The siblings had to spend a lot of time convincing parents and educators to integrate music into the lives of children.
“When we first started working with government schools, our main challenge was to get the necessary permissions. Once we were able to navigate that, the challenge then became to make some of our work more relevant to this audience.”
The music curriculum did create the same impact, but the textbooks needed to be translated. The siblings would also have to talk to a few parents who felt music was distracting their child from learning subjects like math or science.
“In these cases, we’ve been fortunate to have the schools’ support; the principal would counsel the parents and tell them why music is an important subject. And after a few counselling sessions, the parents see the benefits of what we’re doing as well,” Bindu says.
Ambi with the school's children prior to the pandemic
Working with newer constraints
In 2020, Ambi says, they had to work around numerous new constraints, the biggest one being going online.
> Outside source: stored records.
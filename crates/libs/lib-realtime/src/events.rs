//! # Listener Registry
//!
//! Listeners are registered per event name with set semantics: the same
//! `Arc` registered twice is stored once, and `off` removes it by pointer.
//! Dispatch snapshots the set and calls each listener outside the lock, so
//! listeners may subscribe, unsubscribe or emit from inside a callback.
//! A panicking listener is logged and skipped.

use lib_core::PendingMessage;
use parking_lot::RwLock;
use serde_json::Value;
use std::collections::HashMap;
use std::panic::{catch_unwind, AssertUnwindSafe};
use std::sync::Arc;
use tracing::error;

use crate::manager::ConnectionState;

/// What listeners receive.
#[derive(Debug, Clone, PartialEq)]
pub enum ChatEvent {
    /// `connectionStateChanged`
    StateChanged(ConnectionState),
    /// Any event name received from, or reported by, the transport.
    Remote { event: String, data: Value },
    /// `pendingMessageDropped`
    PendingDropped(PendingMessage),
}

pub type Listener = Arc<dyn Fn(&ChatEvent) + Send + Sync>;

/// Wrap a closure as a [`Listener`]. Keep the returned `Arc` to unsubscribe.
pub fn listener<F>(f: F) -> Listener
where
    F: Fn(&ChatEvent) + Send + Sync + 'static,
{
    Arc::new(f)
}

#[derive(Default)]
pub struct ListenerRegistry {
    listeners: RwLock<HashMap<String, Vec<Listener>>>,
}

impl ListenerRegistry {
    pub fn new() -> Self {
        Self::default()
    }

    /// Returns `false` when this listener was already registered for `event`.
    pub fn on(&self, event: &str, listener: Listener) -> bool {
        let mut listeners = self.listeners.write();
        let set = listeners.entry(event.to_string()).or_default();
        if set.iter().any(|l| Arc::ptr_eq(l, &listener)) {
            return false;
        }
        set.push(listener);
        true
    }

    /// Returns `false` when the listener was not registered for `event`.
    pub fn off(&self, event: &str, listener: &Listener) -> bool {
        let mut listeners = self.listeners.write();
        let Some(set) = listeners.get_mut(event) else {
            return false;
        };

        let before = set.len();
        set.retain(|l| !Arc::ptr_eq(l, listener));
        let removed = set.len() != before;

        if set.is_empty() {
            listeners.remove(event);
        }
        removed
    }

    pub fn listener_count(&self, event: &str) -> usize {
        self.listeners.read().get(event).map_or(0, Vec::len)
    }

    /// Call every listener of `event`. Returns how many ran to completion.
    pub fn dispatch(&self, event: &str, payload: &ChatEvent) -> usize {
        let snapshot: Vec<Listener> = match self.listeners.read().get(event) {
            Some(set) => set.clone(),
            None => return 0,
        };

        let mut delivered = 0;
        for listener in snapshot {
            match catch_unwind(AssertUnwindSafe(|| listener(payload))) {
                Ok(()) => delivered += 1,
                Err(_) => error!(event, "Listener panicked, continuing with the rest"),
            }
        }
        delivered
    }

    pub fn clear(&self) {
        self.listeners.write().clear();
    }
}
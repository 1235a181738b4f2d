//! File-based logging initialization

use std::fs;
use std::path::PathBuf;
use tracing_subscriber::{fmt, layer::SubscriberExt, util::SubscriberInitExt, EnvFilter, Layer};

pub const DEFAULT_FILTER: &str = "chat_client=info,lib_realtime=info,lib_core=info,warn";

/// Logging configuration
#[derive(Debug, Clone)]
pub struct LogConfig {
    /// Log directory (for rotation)
    pub log_dir: PathBuf,
    /// Log level filter (e.g., "chat_client=debug,info")
    pub log_level: String,
    /// Mirror log output on stderr
    pub stderr: bool,
}

impl Default for LogConfig {
    fn default() -> Self {
        Self {
            log_dir: PathBuf::from("logs"),
            log_level: DEFAULT_FILTER.to_string(),
            stderr: false,
        }
    }
}

impl LogConfig {
    /// Load configuration from environment variables
    pub fn from_env() -> Self {
        let defaults = Self::default();
        Self {
            log_dir: std::env::var("CHAT_LOG_DIR")
                .map(PathBuf::from)
                .unwrap_or(defaults.log_dir),
            log_level: lib_utils::get_env_or("RUST_LOG", DEFAULT_FILTER),
            stderr: std::env::var("CHAT_LOG_STDERR")
                .map(|v| v == "1")
                .unwrap_or(defaults.stderr),
        }
    }

    pub fn log_file(&self) -> PathBuf {
        self.log_dir.join("chat-client.log")
    }
}

/// Initialize the logging system
///
/// Sets up:
/// - Daily log rotation under `CHAT_LOG_DIR` (default `logs/chat-client.log`)
/// - Optional stderr mirror (`CHAT_LOG_STDERR=1`)
/// - Non-blocking writes so the socket tasks never wait on disk
pub fn init() {
    let config = LogConfig::from_env();

    if let Err(e) = fs::create_dir_all(&config.log_dir) {
        eprintln!("Warning: Failed to create log directory: {}", e);
        return;
    }

    let file_appender = tracing_appender::rolling::daily(&config.log_dir, "chat-client.log");
    let (non_blocking_file, guard_file) = tracing_appender::non_blocking(file_appender);

    let env_filter = EnvFilter::try_new(&config.log_level)
        .unwrap_or_else(|_| EnvFilter::new(DEFAULT_FILTER));

    let file_layer = fmt::layer()
        .with_writer(non_blocking_file)
        .with_target(true)
        .with_thread_ids(true)
        .with_file(true)
        .with_line_number(true)
        .with_ansi(false);

    let stderr_layer = config.stderr.then(|| {
        fmt::layer()
            .with_writer(std::io::stderr)
            .with_target(true)
            .compact()
            .boxed()
    });

    tracing_subscriber::registry()
        .with(env_filter)
        .with(file_layer)
        .with(stderr_layer)
        .init();

    tracing::info!(
        log_file = %config.log_file().display(),
        log_level = %config.log_level,
        stderr = config.stderr,
        "Logging initialized"
    );

    setup_panic_hook();

    // Keep the writer guard alive for the lifetime of the program
    std::mem::forget(guard_file);
}

/// Log panics with their location before the default hook runs
fn setup_panic_hook() {
    let default_panic = std::panic::take_hook();
    std::panic::set_hook(Box::new(move |panic_info| {
        let location = panic_info
            .location()
            .map(|l| format!("{}:{}:{}", l.file(), l.line(), l.column()))
            .unwrap_or_else(|| "unknown location".to_string());

        let message = if let Some(s) = panic_info.payload().downcast_ref::<&str>() {
            s.to_string()
        } else if let Some(s) = panic_info.payload().downcast_ref::<String>() {
            s.clone()
        } else {
            "unknown panic message".to_string()
        };

        tracing::error!(location = %location, message = %message, "Application panic");

        default_panic(panic_info);
    }));
}
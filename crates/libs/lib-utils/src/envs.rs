//! # Environment Variables
//!
//! Utilities for reading and parsing environment variables.
//!
//! The `_or` variants fall back to a default only when the variable is unset.
//! A variable that is set but unparsable is still an error.

use std::env;
use std::str::FromStr;

/// Get an environment variable by name.
pub fn get_env(name: &'static str) -> Result<String, Error> {
    env::var(name).map_err(|_| Error::MissingEnv(name))
}

/// Get an environment variable, or `default` when it is unset or blank.
pub fn get_env_or(name: &'static str, default: &str) -> String {
    match env::var(name) {
        Ok(val) if !val.trim().is_empty() => val,
        _ => default.to_string(),
    }
}

/// Parse an environment variable, or return `default` when it is unset or blank.
pub fn get_env_parse_or<T: FromStr>(name: &'static str, default: T) -> Result<T, Error> {
    match env::var(name) {
        Ok(val) if !val.trim().is_empty() => {
            val.trim().parse::<T>().map_err(|_| Error::WrongFormat(name))
        }
        _ => Ok(default),
    }
}

// region:    --- Error
#[derive(Debug)]
pub enum Error {
    MissingEnv(&'static str),
    WrongFormat(&'static str),
}

impl std::fmt::Display for Error {
    fn fmt(&self, fmt: &mut std::fmt::Formatter) -> std::fmt::Result {
        write!(fmt, "{self:?}")
    }
}

impl std::error::Error for Error {}
// endregion: --- Error
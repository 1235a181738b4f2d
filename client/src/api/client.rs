//! # API Client
//!
//! Main HTTP client for backend API communication.

use crate::api::ChatApi;
use crate::error::{AppError, Result};
use async_trait::async_trait;
use reqwest::{Client, RequestBuilder, Response};
use serde::de::DeserializeOwned;
use shared::dto::api::{CreateChatRequest, CreateSupportChatRequest, ErrorResponse, SendMessageRequest};
use shared::dto::chat::{Chat, ClientRole, Message, SupportChat, SupportMessage};
use std::time::Duration;
use tracing::{debug, warn};

/// HTTP client for the chat REST API.
///
/// Every request carries the session's bearer token. The connection pool is
/// shared by clones.
#[derive(Clone)]
pub struct ApiClient {
    pub(crate) client: Client,
    base_url: String,
    token: String,
}

impl ApiClient {
    /// Create a client with a 10 second timeout.
    pub fn new(base_url: impl Into<String>, token: impl Into<String>) -> Self {
        let client = Client::builder()
            .timeout(Duration::from_secs(10))
            .build()
            .unwrap_or_else(|_| Client::new());

        Self {
            client,
            base_url: base_url.into().trim_end_matches('/').to_string(),
            token: token.into(),
        }
    }

    pub fn base_url(&self) -> &str {
        &self.base_url
    }

    pub(crate) fn url(&self, path: &str) -> String {
        format!("{}{}", self.base_url, path)
    }

    pub(crate) fn get(&self, path: &str) -> RequestBuilder {
        self.authorized(self.client.get(self.url(path)))
    }

    pub(crate) fn post(&self, path: &str) -> RequestBuilder {
        self.authorized(self.client.post(self.url(path)))
    }

    fn authorized(&self, request: RequestBuilder) -> RequestBuilder {
        request.header("Authorization", format!("Bearer {}", self.token))
    }

    /// Send a request and decode a successful JSON body.
    pub(crate) async fn fetch<T: DeserializeOwned>(&self, request: RequestBuilder) -> Result<T> {
        let response = check(request.send().await?).await?;
        Ok(response.json::<T>().await?)
    }

    /// Send a request, ignoring the body of a successful response.
    pub(crate) async fn execute(&self, request: RequestBuilder) -> Result<()> {
        check(request.send().await?).await?;
        Ok(())
    }
}

/// Turn a non-success status into [`AppError::Api`], preferring the server's
/// `{"error": ...}` message over the raw body.
async fn check(response: Response) -> Result<Response> {
    let status = response.status();
    if status.is_success() {
        debug!(status = %status, url = %response.url(), "API request succeeded");
        return Ok(response);
    }

    let url = response.url().to_string();
    let body = response.text().await.unwrap_or_else(|_| "Unknown error".to_string());
    let message = match serde_json::from_str::<ErrorResponse>(&body) {
        Ok(err) if !err.error.is_empty() => err.error,
        _ => body,
    };

    warn!(status = %status, url = %url, error = %message, "API request failed");
    Err(AppError::Api(format!("{}: {}", status, message)))
}

#[async_trait]
impl ChatApi for ApiClient {
    async fn list_chats(&self) -> Result<Vec<Chat>> {
        crate::api::chats::list_chats(self).await
    }

    async fn list_messages(&self, chat_id: &str) -> Result<Vec<Message>> {
        crate::api::chats::list_messages(self, chat_id).await
    }

    async fn send_message(&self, chat_id: &str, request: &SendMessageRequest) -> Result<Message> {
        crate::api::chats::send_message(self, chat_id, request).await
    }

    async fn create_chat(&self, request: &CreateChatRequest) -> Result<Chat> {
        crate::api::chats::create_chat(self, request).await
    }

    async fn list_support_chats(&self, role: ClientRole) -> Result<Vec<SupportChat>> {
        crate::api::support::list_support_chats(self, role).await
    }

    async fn list_support_messages(
        &self,
        role: ClientRole,
        chat_id: &str,
    ) -> Result<Vec<SupportMessage>> {
        crate::api::support::list_support_messages(self, role, chat_id).await
    }

    async fn send_support_message(
        &self,
        role: ClientRole,
        chat_id: &str,
        request: &SendMessageRequest,
    ) -> Result<SupportMessage> {
        crate::api::support::send_support_message(self, role, chat_id, request).await
    }

    async fn create_support_chat(&self, request: &CreateSupportChatRequest) -> Result<SupportChat> {
        crate::api::support::create_support_chat(self, request).await
    }

    async fn resolve_support_chat(&self, role: ClientRole, chat_id: &str) -> Result<()> {
        crate::api::support::resolve_support_chat(self, role, chat_id).await
    }
}
//! # Data Transfer Objects (DTOs)
//!
//! All data structures exchanged between the chat client and the backend,
//! over REST and over the realtime socket.
//!
//! ## Module Organization
//!
//! - [`chat`] - Chat entities (messages, chats, support chats)
//! - [`api`] - REST request and response bodies
//! - [`realtime`] - Realtime event names, the frame envelope, event payloads
//!
//! ## Example JSON Communication
//!
//! ```text
//! POST /api/chats/c1/messages
//! Content-Type: application/json
//!
//! {
//!   "content": "Is the maize still available?",
//!   "clientMessageId": "temp-4a1f..."
//! }
//! ```
//!
//! ```text
//! HTTP/1.1 200 OK
//! Content-Type: application/json
//!
//! {
//!   "message": {
//!     "id": "m_812",
//!     "chatId": "c1",
//!     "content": "Is the maize still available?",
//!     "senderId": "u1",
//!     "read": false,
//!     "createdAt": "2025-03-01T10:00:00Z",
//!     "updatedAt": "2025-03-01T10:00:00Z"
//!   }
//! }
//! ```

pub mod api;
pub mod chat;
pub mod realtime;

pub use api::*;
pub use chat::*;
pub use realtime::*;
//! # Support Chat Session
//!
//! Support chats seen by a user, an agent or an admin. The role picks the
//! REST base path; the realtime events are the same for every role.
//!
//! Besides messages, the hub pushes lifecycle changes for support chats
//! (accepted by an agent, closed, status updates). Those are applied to the
//! chat list and the active chat as they arrive.

use super::{
    bump_chat, bump_support, confirmed, deliver, open_chat, push_unique, upsert_front,
    Conversation, Outgoing, SessionState, SupportChatView,
};
use crate::api::ChatApi;
use crate::error::{AppError, Result};
use crate::runtime::ChatRuntime;
use async_trait::async_trait;
use chrono::Utc;
use lib_core::{ChatCache, PendingChannel};
use lib_realtime::{listener, ChatEvent, ConnectionState, RealtimeError};
use serde::Serialize;
use serde_json::Value;
use shared::dto::api::{CreateSupportChatRequest, SendMessageRequest};
use shared::dto::chat::{ClientRole, SupportChat, SupportChatStatus, SupportMessage};
use shared::dto::realtime::{
    events, AcceptSupportChatPayload, ChatStatusPayload, CloseSupportChatPayload, EventFrame,
    SupportMessagePayload,
};
use std::sync::Arc;
use tracing::{debug, info, warn};

#[derive(Clone)]
pub struct SupportChatSession {
    inner: Arc<Inner>,
}

struct Inner {
    user_id: String,
    role: ClientRole,
    api: Arc<dyn ChatApi>,
    cache: ChatCache,
    state: SessionState<SupportChat, SupportMessage>,
}

type RemoteHandler = fn(&Inner, &str, &Value);

impl SupportChatSession {
    pub fn new(runtime: &ChatRuntime) -> Self {
        let credentials = runtime.credentials();
        let inner = Arc::new(Inner {
            user_id: credentials.user_id.clone(),
            role: credentials.role,
            api: runtime.api(),
            cache: runtime.cache().clone(),
            state: SessionState::new(runtime.connection()),
        });
        Inner::subscribe(&inner);

        Self { inner }
    }

    pub fn view(&self) -> SupportChatView {
        self.inner.state.snapshot()
    }

    pub fn role(&self) -> ClientRole {
        self.inner.role
    }

    pub fn is_closed(&self) -> bool {
        self.inner.state.guard.is_closed()
    }

    /// Show cached support chats, then replace them with the server's list.
    pub async fn load_chats(&self) -> Result<()> {
        let inner = &self.inner;
        inner.state.begin_loading();

        let cached = inner.cache.get_cached_support_chats().await;
        if !cached.is_empty() {
            debug!(count = cached.len(), role = %inner.role, "Showing cached support chats");
            inner.state.update(|view| {
                view.chats = cached;
                view.sync_active_chat();
                view.is_loading = false;
            });
        }

        let result = inner.fetch_chats().await;
        inner.state.settle(result, "Failed to load support chats")
    }

    pub async fn refresh_chats(&self) -> Result<()> {
        self.inner.state.begin_loading();
        let result = self.inner.fetch_chats().await;
        self.inner.state.settle(result, "Failed to refresh support chats")
    }

    pub async fn set_active_chat(&self, chat_id: &str) -> Result<()> {
        open_chat(self.inner.as_ref(), chat_id).await
    }

    /// Send a support message, authored with this session's role.
    pub async fn send_message(&self, chat_id: &str, content: &str) -> Result<SupportMessage> {
        lib_utils::validate_not_empty(content, "Message").map_err(AppError::Validation)?;

        let outgoing = Outgoing {
            chat_id,
            content,
            recipient_id: None,
        };
        let inner = self.inner.as_ref();
        inner.state.sending(chat_id, deliver(inner, outgoing)).await
    }

    /// Open a new support chat. Category and priority fall back to the
    /// server defaults when omitted.
    pub async fn create_support_chat(
        &self,
        subject: &str,
        message: &str,
        category: Option<String>,
        priority: Option<i32>,
    ) -> Result<SupportChat> {
        lib_utils::validate_not_empty(subject, "Subject").map_err(AppError::Validation)?;
        lib_utils::validate_not_empty(message, "Message").map_err(AppError::Validation)?;

        let inner = &self.inner;
        inner.state.begin_loading();

        let request = CreateSupportChatRequest {
            subject: subject.to_string(),
            message: message.to_string(),
            category,
            priority,
        };
        let result = async {
            let chat = inner
                .state
                .guard
                .guarded(inner.api.create_support_chat(&request))
                .await?;
            let chats = inner.upsert(chat.clone());
            inner.cache.cache_support_chats(&chats).await;
            info!(chat_id = %chat.id, category = %chat.category, "Support chat created");
            Ok::<SupportChat, AppError>(chat)
        }
        .await;

        inner.state.settle(result, "Failed to create support chat")
    }

    pub async fn mark_as_resolved(&self, chat_id: &str) -> Result<()> {
        let inner = &self.inner;
        inner.state.begin_loading();

        let result = async {
            inner
                .state
                .guard
                .guarded(inner.api.resolve_support_chat(inner.role, chat_id))
                .await?;
            let chats = inner.apply_status(chat_id, |chat| chat.status = SupportChatStatus::Resolved);
            inner.cache.cache_support_chats(&chats).await;
            info!(chat_id, role = %inner.role, "Support chat resolved");
            Ok::<(), AppError>(())
        }
        .await;

        inner.state.settle(result, "Failed to resolve support chat")
    }

    /// Take a waiting chat as an agent. Needs a live connection; the hub
    /// answers with `agent_accepted`, which updates the list.
    pub fn accept_chat(&self, chat_id: &str) -> Result<()> {
        let payload = AcceptSupportChatPayload {
            chat_id: chat_id.to_string(),
        };
        self.inner.request(events::ACCEPT_SUPPORT_CHAT, chat_id, &payload)?;
        info!(chat_id, role = %self.inner.role, "Support chat accept requested");
        Ok(())
    }

    /// Ask the hub to close `chat_id`. Needs a live connection.
    pub fn close_chat(&self, chat_id: &str, reason: Option<&str>) -> Result<()> {
        let payload = CloseSupportChatPayload {
            chat_id: chat_id.to_string(),
            reason: reason.map(str::to_string),
        };
        self.inner.request(events::CLOSE_SUPPORT_CHAT, chat_id, &payload)?;
        info!(chat_id, reason = reason.unwrap_or(""), "Support chat close requested");
        Ok(())
    }

    /// Leave the realtime room; clears the view if it was the active chat.
    pub fn leave_chat(&self, chat_id: &str) {
        self.inner.state.guard.connection().leave_support_chat(chat_id);
        self.inner.state.update(|view| {
            if view.is_active(chat_id) {
                view.active_chat_id = None;
                view.active_chat = None;
                view.messages.clear();
            }
        });
    }

    pub fn close(&self) {
        self.inner.state.guard.close();
    }
}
For Bindu and SaPa, the larger vision is to make quality music education accessible to every learner. SaPa currently does this in several ways - they conduct ongoing classes across disciplines (Indian and western vocals and musical instruments).
Back in 2014, the duo had started the SaPa in Schools programme - which works with over 100 school partners to integrate music in the curriculum, and helps students use music as a gateway to building 21st century skills like teamwork, empathy, and communication.
The newly launched online learning platform is designed for older learners as well, and includes courses by celebrity musicians from around the world.
“SaPa helps young learners build a strong musical foundation and design a learning path that works for them. It also trains educators in the SaPa method, and provides employment opportunities for mothers re-entering the workforce and young musicians who want to pursue their passion while earning a sustainable livelihood,” says Ambi.
Speaking about the days ahead, Bindu says, “We’re currently working on an app for learners between three and six years old, and a subscription box for all ages - starting from pregnant women in their final trimester,” Bindu says.